Stock photos exist. AI-generated headshots exist. You can have a serviceable image of yourself within the hour, without talking to anyone, without leaving your office.

And yet most people who go that route end up feeling vaguely embarrassed by their own profile photo. There's a reason for that.

What a portrait actually is

A portrait isn't a record of your face. It's a record of a moment between two people — you, and someone who is paying close attention to you. That dynamic can't be automated. It can barely be faked.

When I photograph someone, I'm not trying to produce a flattering image of them. I'm trying to observe them until something honest shows up — a glance, a posture, a half-second where they forget they're being photographed. That's the frame I want. Everything else is just selecting the right light to make it visible.

This is why the word "customized" misses the point. Good portrait photography isn't customized — it's just attentive. The photographer pays attention to who you actually are, and makes decisions based on that. Anything generic is the absence of that attention.

Studio vs. outdoors in Palma

Palma is an unusual place to work as a photographer. The light is genuinely exceptional — that clarity you get in the Mediterranean late afternoon, the way the old city walls reflect it. Outdoor sessions here have a quality that I've rarely found anywhere else.

But the studio has something outdoors doesn't: removal. No passersby, no changing light, nothing competing for your attention. Some people relax the moment they step into a controlled space. Others tighten up. I've learned to read which is which fairly quickly.

For studio work, the setup stays simple. One or two lights, a plain background or a textured wall, and time. For outdoor sessions, we find a location that means something — or one that just happens to have the right quality of light on the day.

What to think about before booking

A few things that actually matter:

  • Purpose. Are these for LinkedIn, a website, a personal project? The answer changes everything — framing, tone, degree of formality.
  • Portfolio. Look at whether the people in a photographer's work seem at ease, not just whether the technical execution is clean.
  • What you wear. Bring what you actually own and feel comfortable in — not what you think looks professional. The camera registers the difference.
  • Timing. Book a few weeks ahead if you can. If you have a deadline, say so upfront.

What doesn't work

AI-generated headshots are getting better. They will continue to get better. But they don't solve the actual problem, which isn't "I need a technically acceptable image of a person who looks like me." The problem is "I need someone to see me clearly and make a decision about what that looks like."

Stock photography is a different failure mode — it produces images that are correct but belong to no one.

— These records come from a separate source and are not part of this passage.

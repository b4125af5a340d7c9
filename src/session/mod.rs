//! Session record, declarative options, and the realtime collaborator seam.

pub mod info;
pub mod options;
pub mod transport;

pub use info::SessionInfo;
pub use options::{RoomInputOptions, SessionOptions};
pub use transport::VoiceSession;

use crate::agents::AgentDispatcher;
use crate::config::VestibuleConfig;
use crate::error::Result;

/// Configure a dispatcher on `session`, bind it to `room`, and deliver the
/// intake introduction.
///
/// The returned dispatcher starts in the intake state; the host drives it by
/// translating the model's tool calls into [`AgentUpdate`](crate::agents::AgentUpdate)s.
pub async fn run_conversation<S: VoiceSession>(
    session: S,
    room: &str,
    config: VestibuleConfig,
) -> Result<AgentDispatcher<S>> {
    let input = RoomInputOptions::default();
    let mut dispatcher = AgentDispatcher::new(session, config);
    dispatcher.start(room, &input).await?;
    Ok(dispatcher)
}
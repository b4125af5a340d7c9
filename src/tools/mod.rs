//! Tool system for function calling.

pub mod arguments;
pub mod informational;
pub mod tool;
pub mod types;

pub use arguments::ToolArguments;
pub use tool::{AgentTool, Tool};
pub use types::{AgentToolParameters, ToolSpec};
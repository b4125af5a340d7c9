//! Agent states and the handoff dispatcher.
//!
//! Three personas take the conversation in turn: intake collects the user's
//! name and age, parental consent gates minors, and customer service answers
//! informational queries. Transitions are explicit [`Handoff`] values
//! consumed by a single [`AgentDispatcher`] that owns the active-state slot.

pub mod customer_service;
pub mod dispatcher;
pub mod handoff;
pub mod intake;
pub mod parental_consent;

pub use customer_service::CustomerServiceAgent;
pub use dispatcher::{AgentDispatcher, AgentUpdate};
pub use handoff::{AgentKind, Handoff};
pub use intake::IntakeAgent;
pub use parental_consent::ParentalConsentAgent;
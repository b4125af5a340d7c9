//! Informational tools served by the customer-service agent.
//!
//! Each tool is stateless with respect to the session record, constructed via
//! [`AgentTool::new`], and returned as `Arc<dyn Tool>`. Results are plain
//! strings suitable for speaking back to the user.

use std::sync::Arc;

use crate::config::VestibuleConfig;
use crate::lookup::{NutritionClient, WeatherClient};
use crate::tools::tool::{AgentTool, Tool};
use crate::tools::types::AgentToolParameters;

/// Timestamp format spoken by the `current_time` tool.
pub const TIME_FORMAT: &str = "%Y-%m-%d %H:%M:%S";

/// Create the `current_time` tool — local wall-clock time as
/// `YYYY-MM-DD HH:MM:SS`. No failure modes.
pub fn current_time_tool() -> Arc<dyn Tool> {
    Arc::new(AgentTool::new(
        "current_time",
        "Get the current local date and time",
        AgentToolParameters::empty(),
        |_args| async move {
            let now = chrono::Local::now().format(TIME_FORMAT).to_string();
            Ok(serde_json::Value::String(now))
        },
    ))
}

/// Create the `weather` tool — current conditions for a city via
/// [`WeatherClient`].
pub fn weather_tool(client: WeatherClient) -> Arc<dyn Tool> {
    Arc::new(AgentTool::new(
        "weather",
        "Look up the current weather for a city",
        AgentToolParameters::object()
            .string("city", "Name of the city to look up", true)
            .build(),
        move |args| {
            let client = client.clone();
            async move {
                let city = args.get_str("city")?;
                let sentence = client.current_weather(city).await?;
                Ok(serde_json::Value::String(sentence))
            }
        },
    ))
}

/// Create the `nutrition` tool — nutrient facts for a product category via
/// [`NutritionClient`].
pub fn nutrition_tool(client: NutritionClient) -> Arc<dyn Tool> {
    Arc::new(AgentTool::new(
        "nutrition",
        "Look up nutrition facts for a product or food category",
        AgentToolParameters::object()
            .string("product", "Product or food category to look up", true)
            .build(),
        move |args| {
            let client = client.clone();
            async move {
                let product = args.get_str("product")?;
                let facts = client.nutrition_facts(product).await?;
                Ok(serde_json::Value::String(facts))
            }
        },
    ))
}

/// The full customer-service toolset for a deployment config.
pub fn all_tools(config: &VestibuleConfig) -> Vec<Arc<dyn Tool>> {
    vec![
        current_time_tool(),
        weather_tool(WeatherClient::from_config(config)),
        nutrition_tool(NutritionClient::from_config(config)),
    ]
}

You can always tell.

Over-retouching is the in-between failure: a real session, but then edited until the result is a different person. The subject looks smoother, younger, more symmetrical — and completely unrecognizable as the person who walks into the room. I try not to do this.

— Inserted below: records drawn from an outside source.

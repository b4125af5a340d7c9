//! Agent state identifiers and the explicit handoff result.

use strum::{Display, EnumString};

/// The three conversational personas. Exactly one is active at a time.
#[derive(Debug, Clone, Copy, PartialEq, Eq, Hash, Display, EnumString)]
#[strum(serialize_all = "snake_case")]
pub enum AgentKind {
    Intake,
    ParentalConsent,
    CustomerService,
}

/// Result of a transition-evaluating update operation.
///
/// A transition replaces the active state; the prior state is discarded, not
/// stacked. The dispatcher is the only consumer.
#[derive(Debug, Clone, Copy, PartialEq, Eq)]
pub enum Handoff {
    /// Keep the current state active.
    Stay,
    /// Replace the active state.
    To(AgentKind),
}

#[cfg(test)]
mod tests {
    use std::str::FromStr;

    use super::*;

    #[test]
    fn agent_kind_round_trips_through_strings() {
        assert_eq!(AgentKind::Intake.to_string(), "intake");
        assert_eq!(
            AgentKind::ParentalConsent.to_string(),
            "parental_consent"
        );
        assert_eq!(
            AgentKind::from_str("customer_service").unwrap(),
            AgentKind::CustomerService
        );
    }
}
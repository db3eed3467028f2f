use std::fmt::{self, Debug, Formatter};

use serde::{Deserialize, Serialize};

/// Wraps a value whose `Debug` output must never leak into logs.
#[derive(Clone, Serialize, Deserialize)]
#[serde(transparent)]
pub struct Secret<T>(T);

impl<T> Secret<T> {
    pub fn new(value: T) -> Self {
        Self(value)
    }

    pub fn expose_secret(&self) -> &T {
        &self.0
    }
}

impl<T> Debug for Secret<T> {
    fn fmt(&self, f: &mut Formatter<'_>) -> fmt::Result {
        write!(f, "Secret([redacted])")
    }
}

impl<T> From<T> for Secret<T> {
    fn from(value: T) -> Self {
        Self::new(value)
    }
}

Frequently Asked Questions

What's the difference between a good portrait and a generic one?

Attention. A good portrait starts with a conversation about who you are and what the images are for. A generic session starts with a booking form. The difference shows in whether the result looks like you or like someone who could be you.

How do I find the right photographer in Palma?

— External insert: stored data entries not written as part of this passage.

use std::net::SocketAddr;
use std::sync::Arc;

use russh::keys::agent::client::AgentClient;
use russh::keys::PublicKey;
use russh::server::{Handle as ServerHandle, Msg};
use russh::{Channel, ChannelId, CryptoVec};
use tokio::sync::mpsc;
use tracing::warn;

use crate::audit::AuditLog;
use crate::common::ChannelEvent;
use crate::config::Config;
use crate::dialer::{self, AuthOptions, ClientVerifier};
use crate::error::CoordinatorError;
use crate::multiplexer;
use crate::recorder::{self, SessionRecorder};
use crate::secret::Secret;
use crate::selector;
use crate::server::handler::ConnectionPermissions;

const GREETING_TITLE_ESCAPE: &str = "\x1b]0;SSH Bastion Relay Login\x07";

/// Effective identity: the (actual_user, actual_host) pair used for audit
/// tagging, seeded from the authenticated principal and the selected
/// back-end, mutable via `X_USER`/`X_HOST` environment requests received
/// before relay begins.
struct EffectiveIdentity {
    actual_user: String,
    actual_host: String,
}

/// The per-inbound-session-channel state machine: ACCEPT_CHANNEL (handled
/// by the protocol handler before this runs) -> NEGOTIATE_REQUESTS -> GREET
/// -> SELECT -> BIND_AUDIT -> DIAL -> RELAY.
pub struct SessionCoordinator {
    pub config: Arc<Config>,
    pub audit: Arc<AuditLog>,
    pub server_handle: ServerHandle,
    pub channel: Channel<Msg>,
    pub user: String,
    pub peer_addr: Option<SocketAddr>,
    pub permissions: ConnectionPermissions,
    pub start_time: i64,
}

impl SessionCoordinator {
    pub async fn run(self, mut events: mpsc::UnboundedReceiver<ChannelEvent>) {
        let channel_id = self.channel.id();
        if let Err(error) = self.run_inner(channel_id, events).await {
            warn!(%error, user = %self.user, "session ended with error");
            let _ = self
                .server_handle
                .data(channel_id, CryptoVec::from(format!("{error}\r\n").into_bytes()))
                .await;
            let _ = self.server_handle.close(channel_id).await;
        }
    }

    async fn run_inner(
        &self,
        channel_id: ChannelId,
        mut events: mpsc::UnboundedReceiver<ChannelEvent>,
    ) -> Result<(), CoordinatorError> {
        // NEGOTIATE_REQUESTS: drain pty-req/shell/agent-forward/env locally
        // until we reach GREET; everything else is queued for the
        // multiplexer once the back-end exists.
        let mut identity = EffectiveIdentity {
            actual_user: self.user.clone(),
            actual_host: String::new(),
        };
        let mut agent_forwarding = false;
        let mut pending: Vec<ChannelEvent> = Vec::new();

        self.write_greeting(channel_id).await;

        let acl_name = self.config.acl_name_for_user(&self.user);
        let allowed = self
            .config
            .allowed_servers(&acl_name)
            .ok_or(CoordinatorError::AclInvalid)?
            .to_vec();

        let chosen_key = self
            .run_selection(channel_id, &mut events, &allowed, &mut identity, &mut agent_forwarding, &mut pending)
            .await?;

        let server = self
            .config
            .server(&chosen_key)
            .cloned()
            .ok_or(CoordinatorError::ServerNotFound)?;

        // `X_HOST` may already have overridden this during negotiation;
        // otherwise the audit name defaults to the selected server key.
        if identity.actual_host.is_empty() {
            identity.actual_host = chosen_key.clone();
        }

        // BIND_AUDIT
        let path = recorder::transcript_path(
            &self.config.global.recordings_path,
            self.start_time,
            &identity.actual_host,
            &identity.actual_user,
        );
        if let Some(parent) = path.parent() {
            let _ = tokio::fs::create_dir_all(parent).await;
        }
        let mut recorder = SessionRecorder::open(&path)
            .await
            .map_err(CoordinatorError::AuditBindFailed)?;

        // DIAL
        let remote_addr = self
            .peer_addr
            .map(|a| a.to_string())
            .unwrap_or_else(|| "unknown".to_owned());
        self.write_line(channel_id, &format!("Connecting to {}\r\n", server.connect_path))
            .await;

        let login_user = server.login_user.clone().unwrap_or_else(|| self.user.clone());
        let password = if self.config.global.pass_password {
            self.permissions.cached_password.clone()
        } else {
            self.prompt_password(channel_id, &mut events, &login_user, &server.connect_path)
                .await
        };

        let (agent_identities, agent_client) = if agent_forwarding {
            self.agent_auth_material(&identity).await
        } else {
            (Vec::new(), None)
        };
        let auth = AuthOptions {
            agent_identities,
            agent_client,
            password,
        };
        let verifier = ClientVerifier::new(server.host_pubkey_files.clone());

        let dialed = dialer::dial(&server.connect_path, &login_user, auth, verifier)
            .await
            .map_err(|e| match e {
                crate::dialer::DialError::HostKeyMismatch => {
                    self_host_key_audit(&self.audit, &identity);
                    CoordinatorError::HostKeyMismatch
                }
                other => CoordinatorError::DialFailed(anyhow::anyhow!(other)),
            })?;

        self.audit
            .connected(&identity.actual_user, &remote_addr, &identity.actual_host);

        // RELAY: events queued during negotiation (pty-req, shell, env,
        // window-change, ...) are replayed onto the now-live back-end
        // channel before live forwarding begins.
        multiplexer::relay(
            self.server_handle.clone(),
            channel_id,
            pending,
            events,
            dialed.handle,
            dialed.channel,
            &recorder,
        )
        .await;

        recorder.close();
        self.audit.disconnected(&identity.actual_user, &identity.actual_host);
        Ok(())
    }

    async fn write_greeting(&self, channel_id: ChannelId) {
        let mut banner = String::new();
        banner.push_str(GREETING_TITLE_ESCAPE);
        banner.push_str(&self.config.motd());
        let _ = self
            .server_handle
            .data(channel_id, CryptoVec::from(banner.into_bytes()))
            .await;
    }

    async fn write_line(&self, channel_id: ChannelId, line: &str) {
        let _ = self
            .server_handle
            .data(channel_id, CryptoVec::from(line.as_bytes().to_vec()))
            .await;
    }

    /// Opens an `auth-agent@openssh.com` channel back to the inbound
    /// client and lists the identities it holds, so the dialer can try
    /// public-key-via-agent before falling back to password. Any failure
    /// here (client never forwarded an agent, channel refused, no
    /// identities offered) just yields an empty result — the caller
    /// still has password auth to fall back on.
    async fn agent_auth_material(
        &self,
        identity: &EffectiveIdentity,
    ) -> (Vec<Arc<PublicKey>>, Option<AgentClient<russh::ChannelStream<Msg>>>) {
        let channel = match self.server_handle.channel_open_agent().await {
            Ok(channel) => channel,
            Err(error) => {
                warn!(%error, user = %identity.actual_user, "failed to open forwarded-agent channel");
                return (Vec::new(), None);
            }
        };

        let mut agent = AgentClient::connect(channel.into_stream());
        match agent.request_identities().await {
            Ok(keys) => {
                let identities = keys.into_iter().map(Arc::new).collect();
                (identities, Some(agent))
            }
            Err(error) => {
                warn!(%error, user = %identity.actual_user, "forwarded agent offered no usable identities");
                (Vec::new(), None)
            }
        }
    }

    /// Drains negotiation-relevant events up through the first line of
    /// input, applying the NEGOTIATE_REQUESTS table (§4.1) and then
    /// running the interactive selector.
    async fn run_selection(
        &self,
        channel_id: ChannelId,
        events: &mut mpsc::UnboundedReceiver<ChannelEvent>,
        allowed: &[String],
        identity: &mut EffectiveIdentity,
        agent_forwarding: &mut bool,
        pending: &mut Vec<ChannelEvent>,
    ) -> Result<String, CoordinatorError> {
        let mut menu = String::from("Select a server:\r\n");
        for (i, key) in allowed.iter().enumerate() {
            menu.push_str(&format!("{}) {key}\r\n", i + 1));
        }
        self.write_line(channel_id, &menu).await;

        let mut line_buffer = String::new();
        loop {
            let Some(event) = events.recv().await else {
                return Err(CoordinatorError::SelectionFailed);
            };
            match event {
                ChannelEvent::AgentForward { .. } => {
                    *agent_forwarding = true;
                }
                ChannelEvent::Env { channel, name, value } => {
                    if name == "X_USER" {
                        identity.actual_user = value.clone();
                    } else if name == "X_HOST" {
                        identity.actual_host = value.clone();
                    }
                    // the original still forwards env requests downstream
                    // after reading X_USER/X_HOST locally.
                    pending.push(ChannelEvent::Env { channel, name, value });
                }
                ChannelEvent::Data { data, .. } => {
                    let text = String::from_utf8_lossy(&data);
                    line_buffer.push_str(&text);
                    if let Some(pos) = line_buffer.find('\n') {
                        let line = line_buffer[..pos].to_owned();
                        return selector::parse_selection(&line, allowed)
                            .ok_or(CoordinatorError::SelectionFailed);
                    }
                }
                other => pending.push(other),
            }
        }
    }

    async fn prompt_password(
        &self,
        channel_id: ChannelId,
        events: &mut mpsc::UnboundedReceiver<ChannelEvent>,
        login_user: &str,
        connect_path: &str,
    ) -> Option<Secret<String>> {
        let host = connect_path.split(':').next().unwrap_or(connect_path);
        self.write_line(channel_id, &format!("{login_user}@{host} password: "))
            .await;

        let mut line_buffer = String::new();
        while let Some(event) = events.recv().await {
            if let ChannelEvent::Data { data, .. } = event {
                line_buffer.push_str(&String::from_utf8_lossy(&data));
                if let Some(pos) = line_buffer.find('\n') {
                    let line = line_buffer[..pos].trim_end_matches('\r').to_owned();
                    return Some(Secret::new(line));
                }
            }
        }
        None
    }
}

fn self_host_key_audit(audit: &AuditLog, identity: &EffectiveIdentity) {
    audit.host_key_validation_failed(&identity.actual_user, &identity.actual_host);
}

#[cfg(test)]
mod tests {
    use super::*;

    #[test]
    fn greeting_escape_matches_exact_bytes() {
        assert_eq!(GREETING_TITLE_ESCAPE, "\x1b]0;SSH Bastion Relay Login\x07");
    }
}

Look at portfolios carefully — not for technical quality, but for whether the people in the photos seem real. Read reviews that mention the process, not just the outcome. And pay attention to how the first conversation feels: do they ask about you, or just about the package?

Can AI replace portrait photography?

For some uses, probably. For images that need to represent who you actually are — to clients, to collaborators, to people deciding whether to trust you — no. The moment someone meets you and can't reconcile the photo with the person, something breaks. AI portraits create that gap reliably.

What types of portraits make sense to commission?

Any portrait where it matters that it's actually you. Studio sessions, outdoor portraits, corporate headshots, personal branding — the format is less important than the process. What makes a portrait feel right is the attention behind it, not the backdrop.